=== Section Start ===
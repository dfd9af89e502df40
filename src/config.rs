use crate::error::{Error, Result};
use dotenvy::dotenv;
use std::env;
use std::sync::OnceLock;

#[derive(Debug, Clone)]
pub struct Config {
    pub server_address: String,
    pub database_url: String,
    pub jwt_secret: String,
    pub token_ttl_hours: i64,
    pub admin_email: Option<String>,
    pub admin_password: Option<String>,
}

pub static CONFIG: OnceLock<Config> = OnceLock::new();

impl Config {
    pub fn from_env() -> Result<Self> {
        dotenv().ok();

        Ok(Self {
            server_address: get_env("SERVER_ADDRESS")?,
            database_url: get_env("DATABASE_URL")?,
            jwt_secret: get_env("JWT_SECRET")?,
            token_ttl_hours: get_env_parse_or("TOKEN_TTL_HOURS", 24)?,
            admin_email: env::var("ADMIN_EMAIL").ok(),
            admin_password: env::var("ADMIN_PASSWORD").ok(),
        })
    }
}

fn get_env(name: &str) -> Result<String> {
    env::var(name).map_err(|_| Error::Config(format!("Missing environment variable: {}", name)))
}

fn get_env_parse_or<T>(name: &str, default: T) -> Result<T>
where
    T: std::str::FromStr,
    T::Err: std::fmt::Display,
{
    match env::var(name) {
        Ok(raw) => raw
            .parse()
            .map_err(|e| Error::Config(format!("Invalid value for {}: {}", name, e))),
        Err(_) => Ok(default),
    }
}

pub fn init_config() -> Result<()> {
    let config = Config::from_env()?;
    CONFIG
        .set(config)
        .map_err(|_| Error::Config("Configuration has already been initialized".to_string()))?;
    Ok(())
}

pub fn get_config() -> &'static Config {
    CONFIG
        .get()
        .expect("Configuration has not been initialized")
}
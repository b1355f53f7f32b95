// SPDX-License-Identifier: AGPL-3.0-only
// Copyright (C) 2024 Jonathan Lee
// This program is free software: you can redistribute it and/or modify
// it under the terms of the GNU Affero General Public License version 3
// as published by the Free Software Foundation.
// This program is distributed in the hope that it will be useful,
// but WITHOUT ANY WARRANTY; without even the implied warranty of
// MERCHANTABILITY or FITNESS FOR A PARTICULAR PURPOSE.
// See the GNU Affero General Public License for more details.
// You should have received a copy of the GNU Affero General Public License
// along with this program. If not, see https://www.gnu.org/licenses/.

//! Column classification for schemaless record arrays.
//!
//! Every column lands in exactly one [`ColumnKind`]. Name rules are tried first, in the order
//! of [`NAME_RULES`]; columns no rule claims are sampled to decide between numeric and
//! categorical.

use crate::config::{ClassifierConfig, IdentifierMatch};
use crate::record::{column_names, Record, Value};
use crate::selector;
use serde::{Deserialize, Serialize};

#[derive(Debug, Clone, Copy, PartialEq, Eq, Hash, Serialize, Deserialize)]
#[serde(rename_all = "PascalCase")]
pub enum ColumnKind {
    Identifier,
    Date,
    Numeric,
    Categorical,
}
impl ColumnKind {
    pub fn is_identifier(&self) -> bool {
        matches!(self, ColumnKind::Identifier)
    }
    pub fn is_date(&self) -> bool {
        matches!(self, ColumnKind::Date)
    }
    pub fn is_numeric(&self) -> bool {
        matches!(self, ColumnKind::Numeric)
    }
    pub fn is_categorical(&self) -> bool {
        matches!(self, ColumnKind::Categorical)
    }
}
#[derive(Debug, Clone, Copy, PartialEq, Serialize, Deserialize)]
pub struct NumericMeta {
    pub has_decimals: bool,
    pub min: f64,
    pub max: f64,
}
impl NumericMeta {
    pub fn range(&self) -> f64 {
        self.max - self.min
    }
}
#[derive(Debug, Clone, PartialEq, Serialize, Deserialize)]
pub struct ColumnProfile {
    pub name: String,
    pub kind: ColumnKind,
    #[serde(skip_serializing_if = "Option::is_none")]
    pub numeric_meta: Option<NumericMeta>,
}
#[derive(Debug, Clone, PartialEq, Default, Serialize, Deserialize)]
pub struct DatasetAnalysis {
    pub profiles: Vec<ColumnProfile>,
    pub best_x_column: Option<String>,
    pub best_y_column: Option<String>,
}
impl DatasetAnalysis {
    pub fn is_empty(&self) -> bool {
        self.profiles.is_empty()
    }
    pub fn profile(&self, column: &str) -> Option<&ColumnProfile> {
        self.profiles.iter().find(|p| p.name == column)
    }
    pub fn kind_of(&self, column: &str) -> Option<ColumnKind> {
        self.profile(column).map(|p| p.kind)
    }
    pub fn is_kind(&self, column: &str, kind: ColumnKind) -> bool {
        self.kind_of(column) == Some(kind)
    }
    /// Profiles of one kind, in column order.
    pub fn profiles_of(&self, kind: ColumnKind) -> impl Iterator<Item = &ColumnProfile> {
        self.profiles.iter().filter(move |p| p.kind == kind)
    }
    pub fn columns_of(&self, kind: ColumnKind) -> Vec<&str> {
        self.profiles_of(kind).map(|p| p.name.as_str()).collect()
    }
    pub fn column_names(&self) -> Vec<&str> {
        self.profiles.iter().map(|p| p.name.as_str()).collect()
    }
    pub fn count_of(&self, kind: ColumnKind) -> usize {
        self.profiles_of(kind).count()
    }
}

/// How a rule's keywords are compared against a lower-cased column name.
#[derive(Debug, Clone, Copy, PartialEq, Eq)]
pub enum KeywordMatch {
    Contains,
    /// Follows [`ClassifierConfig::identifier_match`].
    IdentifierPolicy,
}
#[derive(Debug, Clone, Copy)]
pub struct NameRule {
    pub kind: ColumnKind,
    pub keywords: &'static [&'static str],
    pub exact: &'static [&'static str],
    pub matching: KeywordMatch,
}
impl NameRule {
    pub fn matches(&self, column: &str, identifier_match: IdentifierMatch) -> bool {
        let lower = column.to_lowercase();
        if self.exact.contains(&lower.as_str()) {
            return true;
        }
        self.keywords.iter().any(|kw| match self.matching {
            KeywordMatch::Contains => lower.contains(kw),
            KeywordMatch::IdentifierPolicy => match identifier_match {
                IdentifierMatch::Substring => lower.contains(kw),
                IdentifierMatch::Suffix => lower.ends_with(kw),
            },
        })
    }
}

/// Name rules in priority order; the first match decides the kind.
pub const NAME_RULES: &[NameRule] = &[
    NameRule {
        kind: ColumnKind::Identifier,
        keywords: &["id"],
        exact: &["_id"],
        matching: KeywordMatch::IdentifierPolicy,
    },
    NameRule {
        kind: ColumnKind::Date,
        keywords: &["tahun", "year", "tanggal"],
        exact: &[],
        matching: KeywordMatch::Contains,
    },
];

pub fn match_name_rule(column: &str, identifier_match: IdentifierMatch) -> Option<ColumnKind> {
    NAME_RULES
        .iter()
        .find(|rule| rule.matches(column, identifier_match))
        .map(|rule| rule.kind)
}

pub struct ColumnClassifier {
    config: ClassifierConfig,
}
impl ColumnClassifier {
    pub fn new() -> Self {
        Self {
            config: ClassifierConfig::default(),
        }
    }
    pub fn with_config(config: ClassifierConfig) -> Self {
        Self { config }
    }
    pub fn config(&self) -> &ClassifierConfig {
        &self.config
    }
    /// Classifies every column of `records`. Empty input yields an empty analysis.
    pub fn classify(&self, records: &[Record]) -> DatasetAnalysis {
        if records.is_empty() {
            tracing::warn!("classify called with no records");
            return DatasetAnalysis::default();
        }
        let profiles: Vec<ColumnProfile> = column_names(records)
            .into_iter()
            .map(|column| self.profile_column(records, column))
            .collect();
        let mut analysis = DatasetAnalysis {
            profiles,
            best_x_column: None,
            best_y_column: None,
        };
        analysis.best_x_column = selector::best_x_column(&analysis);
        analysis.best_y_column =
            selector::best_y_column(&analysis, analysis.best_x_column.as_deref());
        tracing::debug!(
            columns = analysis.profiles.len(),
            best_x = ?analysis.best_x_column,
            best_y = ?analysis.best_y_column,
            "dataset classified"
        );
        analysis
    }
    fn profile_column(&self, records: &[Record], column: &str) -> ColumnProfile {
        let (kind, numeric_meta) =
            match match_name_rule(column, self.config.identifier_match) {
                Some(kind) => (kind, None),
                None => match self.sample_numeric(records, column) {
                    Some(meta) => (ColumnKind::Numeric, Some(meta)),
                    None => (ColumnKind::Categorical, None),
                },
            };
        tracing::debug!(column, kind = ?kind, "column classified");
        ColumnProfile {
            name: column.to_string(),
            kind,
            numeric_meta,
        }
    }
    /// Numeric metadata when enough of the sampled rows parse as finite numbers.
    fn sample_numeric(&self, records: &[Record], column: &str) -> Option<NumericMeta> {
        let sample: Vec<Option<&Value>> = records
            .iter()
            .take(self.config.sample_size)
            .map(|record| record.get(column))
            .collect();
        let numbers: Vec<f64> = sample
            .iter()
            .filter_map(|value| value.and_then(Value::as_number))
            .collect();
        if numbers.is_empty()
            || (numbers.len() as f64) < sample.len() as f64 * self.config.numeric_threshold
        {
            return None;
        }
        let min = numbers.iter().copied().fold(f64::INFINITY, f64::min);
        let max = numbers.iter().copied().fold(f64::NEG_INFINITY, f64::max);
        Some(NumericMeta {
            has_decimals: numbers.iter().any(|v| v.fract() != 0.0),
            min,
            max,
        })
    }
}
impl Default for ColumnClassifier {
    fn default() -> Self {
        Self::new()
    }
}

/// Classifies with the default configuration.
pub fn classify(records: &[Record]) -> DatasetAnalysis {
    ColumnClassifier::new().classify(records)
}
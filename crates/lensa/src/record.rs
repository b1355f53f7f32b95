// SPDX-License-Identifier: AGPL-3.0-only
// Copyright (C) 2024 Jonathan Lee
// This program is free software: you can redistribute it and/or modify
// it under the terms of the GNU Affero General Public License version 3
// as published by the Free Software Foundation.
// This program is distributed in the hope that it will be useful,
// but WITHOUT ANY WARRANTY; without even the implied warranty of
// MERCHANTABILITY or FITNESS FOR A PARTICULAR PURPOSE.
// See the GNU Affero General Public License for more details.
// You should have received a copy of the GNU Affero General Public License
// along with this program. If not, see https://www.gnu.org/licenses/.

use indexmap::IndexMap;
use once_cell::sync::Lazy;
use regex::Regex;
use serde::Serialize;

/// Label used for rows whose grouping value is missing, null or empty.
pub const UNKNOWN_LABEL: &str = "Tidak Diketahui";

/// One row of a dataset. Key order is preserved so the first record defines column order.
pub type Record = IndexMap<String, Value>;

/// A scalar cell value as it arrives from the data source.
#[derive(Debug, Clone, PartialEq, Serialize)]
#[serde(untagged)]
pub enum Value {
    Null,
    Bool(bool),
    Number(f64),
    Text(String),
}

static LEADING_FLOAT: Lazy<Regex> = Lazy::new(|| {
    Regex::new(r"^\s*([+-]?(?:\d+\.?\d*|\.\d+)(?:[eE][+-]?\d+)?)").expect("valid float pattern")
});

/// Parses the longest numeric prefix of `text`, ignoring leading whitespace.
///
/// `"12.5 kg"` yields `12.5`, `"abc"` and `""` yield `None`. Results that overflow to an
/// infinity are rejected so callers only ever see finite numbers.
pub fn parse_leading_float(text: &str) -> Option<f64> {
    let caps = LEADING_FLOAT.captures(text)?;
    let parsed: f64 = caps.get(1)?.as_str().parse().ok()?;
    parsed.is_finite().then_some(parsed)
}

impl Value {
    pub fn is_null(&self) -> bool {
        matches!(self, Value::Null)
    }
    /// Finite numeric reading of the value, if it has one.
    pub fn as_number(&self) -> Option<f64> {
        match self {
            Value::Number(n) if n.is_finite() => Some(*n),
            Value::Text(s) => parse_leading_float(s),
            _ => None,
        }
    }
    /// Grouping label for the value; `None` for null and empty text.
    pub fn as_label(&self) -> Option<String> {
        match self {
            Value::Null => None,
            Value::Text(s) if s.is_empty() => None,
            Value::Text(s) => Some(s.clone()),
            Value::Number(n) => Some(n.to_string()),
            Value::Bool(b) => Some(b.to_string()),
        }
    }
}

impl From<serde_json::Value> for Value {
    fn from(value: serde_json::Value) -> Self {
        match value {
            serde_json::Value::Null => Value::Null,
            serde_json::Value::Bool(b) => Value::Bool(b),
            serde_json::Value::Number(n) => n.as_f64().map_or(Value::Null, Value::Number),
            serde_json::Value::String(s) => Value::Text(s),
            nested => Value::Text(nested.to_string()),
        }
    }
}

impl From<&str> for Value {
    fn from(value: &str) -> Self {
        Value::Text(value.to_string())
    }
}

impl From<f64> for Value {
    fn from(value: f64) -> Self {
        Value::Number(value)
    }
}

/// Column names in the key order of the first record.
pub fn column_names(records: &[Record]) -> Vec<&str> {
    records
        .first()
        .map(|first| first.keys().map(String::as_str).collect())
        .unwrap_or_default()
}

/// Grouping label of `column` in `record`, with the unknown sentinel for absent values.
pub fn group_label(record: &Record, column: &str) -> String {
    record
        .get(column)
        .and_then(Value::as_label)
        .unwrap_or_else(|| UNKNOWN_LABEL.to_string())
}

/// Numeric reading of `column` in `record`; anything unparsable counts as zero.
pub fn coerced_number(record: &Record, column: &str) -> f64 {
    record
        .get(column)
        .and_then(Value::as_number)
        .unwrap_or(0.0)
}
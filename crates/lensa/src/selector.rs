// SPDX-License-Identifier: AGPL-3.0-only
// Copyright (C) 2024 Jonathan Lee
// This program is free software: you can redistribute it and/or modify
// it under the terms of the GNU Affero General Public License version 3
// as published by the Free Software Foundation.
// This program is distributed in the hope that it will be useful,
// but WITHOUT ANY WARRANTY; without even the implied warranty of
// MERCHANTABILITY or FITNESS FOR A PARTICULAR PURPOSE.
// See the GNU Affero General Public License for more details.
// You should have received a copy of the GNU Affero General Public License
// along with this program. If not, see https://www.gnu.org/licenses/.

use crate::classifier::{ColumnKind, ColumnProfile, DatasetAnalysis};
use crate::error::ConfigError;
use crate::record::{Record, Value};
use serde::{Deserialize, Serialize};
use std::collections::HashSet;
use std::str::FromStr;

/// Column names preferred for the X axis among categorical columns.
pub const PREFERRED_X_KEYWORDS: &[&str] = &["kabupaten", "kota", "wilayah", "nama"];
/// Column names that read as regions, drawn as a pie when there are few of them.
pub const REGION_KEYWORDS: &[&str] = &["kabupaten", "kota", "wilayah"];
pub const DEFAULT_PIE_MAX_CATEGORIES: usize = 8;

#[derive(Debug, Clone, Copy, PartialEq, Eq, Hash, Serialize, Deserialize)]
#[serde(rename_all = "lowercase")]
pub enum ChartType {
    Line,
    Bar,
    Pie,
}
impl ChartType {
    pub fn as_str(&self) -> &'static str {
        match self {
            ChartType::Line => "line",
            ChartType::Bar => "bar",
            ChartType::Pie => "pie",
        }
    }
    pub fn display_name(&self) -> &'static str {
        match self {
            ChartType::Line => "Line Chart",
            ChartType::Bar => "Bar Chart",
            ChartType::Pie => "Pie Chart",
        }
    }
}
impl std::fmt::Display for ChartType {
    fn fmt(&self, f: &mut std::fmt::Formatter<'_>) -> std::fmt::Result {
        f.write_str(self.as_str())
    }
}
/// The chart family a caller asks for; `Auto` defers to [`select_chart_type`].
#[derive(Debug, Clone, Copy, PartialEq, Eq, Default, Serialize, Deserialize)]
#[serde(rename_all = "lowercase")]
pub enum ChartTypeRequest {
    #[default]
    Auto,
    Line,
    Bar,
    Pie,
}
impl ChartTypeRequest {
    pub fn pinned(&self) -> Option<ChartType> {
        match self {
            ChartTypeRequest::Auto => None,
            ChartTypeRequest::Line => Some(ChartType::Line),
            ChartTypeRequest::Bar => Some(ChartType::Bar),
            ChartTypeRequest::Pie => Some(ChartType::Pie),
        }
    }
}
impl From<ChartType> for ChartTypeRequest {
    fn from(chart_type: ChartType) -> Self {
        match chart_type {
            ChartType::Line => ChartTypeRequest::Line,
            ChartType::Bar => ChartTypeRequest::Bar,
            ChartType::Pie => ChartTypeRequest::Pie,
        }
    }
}
impl FromStr for ChartTypeRequest {
    type Err = ConfigError;
    fn from_str(s: &str) -> Result<Self, Self::Err> {
        match s.trim().to_ascii_lowercase().as_str() {
            "" | "auto" => Ok(ChartTypeRequest::Auto),
            "line" => Ok(ChartTypeRequest::Line),
            "bar" => Ok(ChartTypeRequest::Bar),
            "pie" => Ok(ChartTypeRequest::Pie),
            _ => Err(ConfigError::UnknownChartType {
                value: s.to_string(),
            }),
        }
    }
}

fn name_contains_any(column: &str, keywords: &[&str]) -> bool {
    let lower = column.to_lowercase();
    keywords.iter().any(|kw| lower.contains(kw))
}

fn non_identifier_columns(analysis: &DatasetAnalysis) -> Vec<&str> {
    analysis
        .profiles
        .iter()
        .filter(|p| !p.kind.is_identifier())
        .map(|p| p.name.as_str())
        .collect()
}

/// Default X column: first date, then a region-like categorical, then any categorical,
/// then the first numeric, then the first non-identifier column.
pub fn best_x_column(analysis: &DatasetAnalysis) -> Option<String> {
    if let Some(date) = analysis.profiles_of(ColumnKind::Date).next() {
        return Some(date.name.clone());
    }
    let categorical = analysis.columns_of(ColumnKind::Categorical);
    if let Some(first) = categorical.first() {
        let preferred = categorical
            .iter()
            .find(|c| name_contains_any(c, PREFERRED_X_KEYWORDS))
            .unwrap_or(first);
        return Some((*preferred).to_string());
    }
    if let Some(numeric) = analysis.profiles_of(ColumnKind::Numeric).next() {
        return Some(numeric.name.clone());
    }
    non_identifier_columns(analysis)
        .first()
        .map(|c| (*c).to_string())
}

/// Default Y column: a numeric column with a non-zero range whose name avoids `id`, then
/// any numeric, then the first categorical, then the second (or only) non-identifier column.
///
/// Candidates equal to `x_column` are passed over while any other candidate remains.
pub fn best_y_column(analysis: &DatasetAnalysis, x_column: Option<&str>) -> Option<String> {
    let (meaningful, plain): (Vec<&ColumnProfile>, Vec<&ColumnProfile>) =
        analysis.profiles_of(ColumnKind::Numeric).partition(|p| {
            !p.name.to_lowercase().contains("id")
                && p.numeric_meta.is_some_and(|m| m.range() > 0.0)
        });
    let mut candidates: Vec<&str> = meaningful
        .iter()
        .chain(plain.iter())
        .map(|p| p.name.as_str())
        .collect();
    candidates.extend(analysis.columns_of(ColumnKind::Categorical));
    if candidates.is_empty() {
        let rest = non_identifier_columns(analysis);
        candidates.extend(rest.get(1));
        candidates.extend(rest.iter().enumerate().filter(|(i, _)| *i != 1).map(|(_, c)| *c));
    }
    candidates
        .iter()
        .find(|c| Some(**c) != x_column)
        .or_else(|| candidates.first())
        .map(|c| (*c).to_string())
}

fn distinct_values(records: &[Record], column: &str) -> usize {
    records
        .iter()
        .map(|record| match record.get(column) {
            None => "undefined".to_string(),
            Some(Value::Null) => "null".to_string(),
            Some(Value::Text(s)) => format!("s:{s}"),
            Some(Value::Number(n)) => format!("n:{n}"),
            Some(Value::Bool(b)) => format!("b:{b}"),
        })
        .collect::<HashSet<_>>()
        .len()
}

pub struct ChartTypeSelector {
    pie_max_categories: usize,
}
impl ChartTypeSelector {
    pub fn new() -> Self {
        Self {
            pie_max_categories: DEFAULT_PIE_MAX_CATEGORIES,
        }
    }
    pub fn with_pie_max_categories(pie_max_categories: usize) -> Self {
        Self { pie_max_categories }
    }
    pub fn select(
        &self,
        records: &[Record],
        x_column: &str,
        y_column: &str,
        analysis: &DatasetAnalysis,
    ) -> ChartType {
        let x_kind = analysis.kind_of(x_column);
        let y_numeric = analysis.is_kind(y_column, ColumnKind::Numeric);
        let chart_type = match x_kind {
            Some(ColumnKind::Date) if y_numeric => ChartType::Line,
            Some(ColumnKind::Categorical) if y_numeric => {
                let categories = distinct_values(records, x_column);
                if categories <= self.pie_max_categories
                    && name_contains_any(x_column, REGION_KEYWORDS)
                {
                    ChartType::Pie
                } else {
                    ChartType::Bar
                }
            }
            _ => ChartType::Bar,
        };
        tracing::debug!(x_column, y_column, chart = %chart_type, "chart type selected");
        chart_type
    }
    /// Resolves a request, consulting the rules only for `Auto`.
    pub fn resolve(
        &self,
        request: ChartTypeRequest,
        records: &[Record],
        x_column: &str,
        y_column: &str,
        analysis: &DatasetAnalysis,
    ) -> ChartType {
        request
            .pinned()
            .unwrap_or_else(|| self.select(records, x_column, y_column, analysis))
    }
}
impl Default for ChartTypeSelector {
    fn default() -> Self {
        Self::new()
    }
}

pub fn select_chart_type(
    records: &[Record],
    x_column: &str,
    y_column: &str,
    analysis: &DatasetAnalysis,
) -> ChartType {
    ChartTypeSelector::new().select(records, x_column, y_column, analysis)
}

#[cfg(test)]
mod tests {
    use super::*;
    use crate::classifier::classify;
    use crate::ingest::records_from_json_str;

    fn records(json: &str) -> Vec<Record> {
        records_from_json_str(json).unwrap()
    }

    #[test]
    fn date_and_numeric_make_a_line() {
        let data = records(r#"[{"tahun":"2021","jumlah":3},{"tahun":"2020","jumlah":4}]"#);
        let analysis = classify(&data);
        assert_eq!(analysis.best_x_column.as_deref(), Some("tahun"));
        assert_eq!(
            select_chart_type(&data, "tahun", "jumlah", &analysis),
            ChartType::Line
        );
    }

    #[test]
    fn few_regions_make_a_pie() {
        let data = records(r#"[{"kota":"A","jumlah":1},{"kota":"B","jumlah":2}]"#);
        let analysis = classify(&data);
        assert_eq!(select_chart_type(&data, "kota", "jumlah", &analysis), ChartType::Pie);
    }

    #[test]
    fn many_regions_or_other_names_make_a_bar() {
        let rows: Vec<String> = (0..9)
            .map(|i| format!(r#"{{"wilayah":"W{i}","jumlah":{i}}}"#))
            .collect();
        let data = records(&format!("[{}]", rows.join(",")));
        let analysis = classify(&data);
        assert_eq!(select_chart_type(&data, "wilayah", "jumlah", &analysis), ChartType::Bar);

        let narrow = ChartTypeSelector::with_pie_max_categories(9);
        assert_eq!(narrow.select(&data, "wilayah", "jumlah", &analysis), ChartType::Pie);

        let data = records(r#"[{"jenis":"A","jumlah":1},{"jenis":"B","jumlah":2}]"#);
        let analysis = classify(&data);
        assert_eq!(select_chart_type(&data, "jenis", "jumlah", &analysis), ChartType::Bar);
    }

    #[test]
    fn categorical_y_defaults_to_bar() {
        let data = records(r#"[{"kota":"A","jenis":"x"},{"kota":"B","jenis":"y"}]"#);
        let analysis = classify(&data);
        assert_eq!(select_chart_type(&data, "kota", "jenis", &analysis), ChartType::Bar);
        assert_eq!(select_chart_type(&data, "missing", "jenis", &analysis), ChartType::Bar);
    }

    #[test]
    fn pinned_requests_skip_the_rules() {
        let data = records(r#"[{"kota":"A","jumlah":1}]"#);
        let analysis = classify(&data);
        let selector = ChartTypeSelector::new();
        assert_eq!(
            selector.resolve(ChartTypeRequest::Line, &data, "kota", "jumlah", &analysis),
            ChartType::Line
        );
        assert_eq!(
            selector.resolve(ChartTypeRequest::Auto, &data, "kota", "jumlah", &analysis),
            ChartType::Pie
        );
    }

    #[test]
    fn request_parsing() {
        assert_eq!("AUTO".parse::<ChartTypeRequest>().unwrap(), ChartTypeRequest::Auto);
        assert_eq!(" pie ".parse::<ChartTypeRequest>().unwrap(), ChartTypeRequest::Pie);
        assert!("scatter".parse::<ChartTypeRequest>().is_err());
    }

    #[test]
    fn region_names_are_preferred_for_x() {
        let data = records(r#"[{"jenis":"a","nama_kabupaten":"b","jumlah":1}]"#);
        let analysis = classify(&data);
        assert_eq!(analysis.best_x_column.as_deref(), Some("nama_kabupaten"));
    }

    #[test]
    fn y_prefers_numeric_with_spread() {
        let data = records(r#"[{"a":"k","tetap":5,"nilai":1},{"a":"l","tetap":5,"nilai":9}]"#);
        let analysis = classify(&data);
        assert_eq!(analysis.best_y_column.as_deref(), Some("nilai"));

        let data = records(r#"[{"a":"k","tetap":5},{"a":"l","tetap":5}]"#);
        assert_eq!(classify(&data).best_y_column.as_deref(), Some("tetap"));
    }

    #[test]
    fn fallbacks_never_pick_identifiers() {
        let data = records(r#"[{"_id":1,"kode_id":"x"}]"#);
        let analysis = classify(&data);
        assert!(analysis.best_x_column.is_none());
        assert!(analysis.best_y_column.is_none());

        let data = records(r#"[{"tahun":"2020","_id":1}]"#);
        let analysis = classify(&data);
        assert_eq!(analysis.best_x_column.as_deref(), Some("tahun"));
        assert_eq!(analysis.best_y_column.as_deref(), Some("tahun"));

        let data = records(r#"[{"tahun":"2020","tanggal":"2020-01-01","_id":1}]"#);
        let analysis = classify(&data);
        assert_eq!(analysis.best_y_column.as_deref(), Some("tanggal"));
    }

    #[test]
    fn numeric_only_dataset_uses_numeric_x() {
        let data = records(r#"[{"a":1,"b":2},{"a":3,"b":5}]"#);
        let analysis = classify(&data);
        assert_eq!(analysis.best_x_column.as_deref(), Some("a"));
        assert_eq!(analysis.best_y_column.as_deref(), Some("b"));
    }

    #[test]
    fn y_avoids_x_while_alternatives_exist() {
        let data = records(r#"[{"kota":"A","jenis":"x"},{"kota":"B","jenis":"y"}]"#);
        let analysis = classify(&data);
        assert_eq!(analysis.best_x_column.as_deref(), Some("kota"));
        assert_eq!(analysis.best_y_column.as_deref(), Some("jenis"));

        let data = records(r#"[{"kota":"A"},{"kota":"B"}]"#);
        let analysis = classify(&data);
        assert_eq!(analysis.best_x_column.as_deref(), Some("kota"));
        assert_eq!(analysis.best_y_column.as_deref(), Some("kota"));
    }
}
=== Section End ===
• What the exercise asks: Above are the lines; repeat exactly the ones from the line containing "match match_name_rule(column, self.config.identifier_match)" down to the line containing "as finite numbers.", both inclusive.

• Exercise result:
            match match_name_rule(column, self.config.identifier_match) {
                Some(kind) => (kind, None),
                None => match self.sample_numeric(records, column) {
                    Some(meta) => (ColumnKind::Numeric, Some(meta)),
                    None => (ColumnKind::Categorical, None),
                },
            };
        tracing::debug!(column, kind = ?kind, "column classified");
        ColumnProfile {
            name: column.to_string(),
            kind,
            numeric_meta,
        }
    }
    /// Numeric metadata when enough of the sampled rows parse as finite numbers.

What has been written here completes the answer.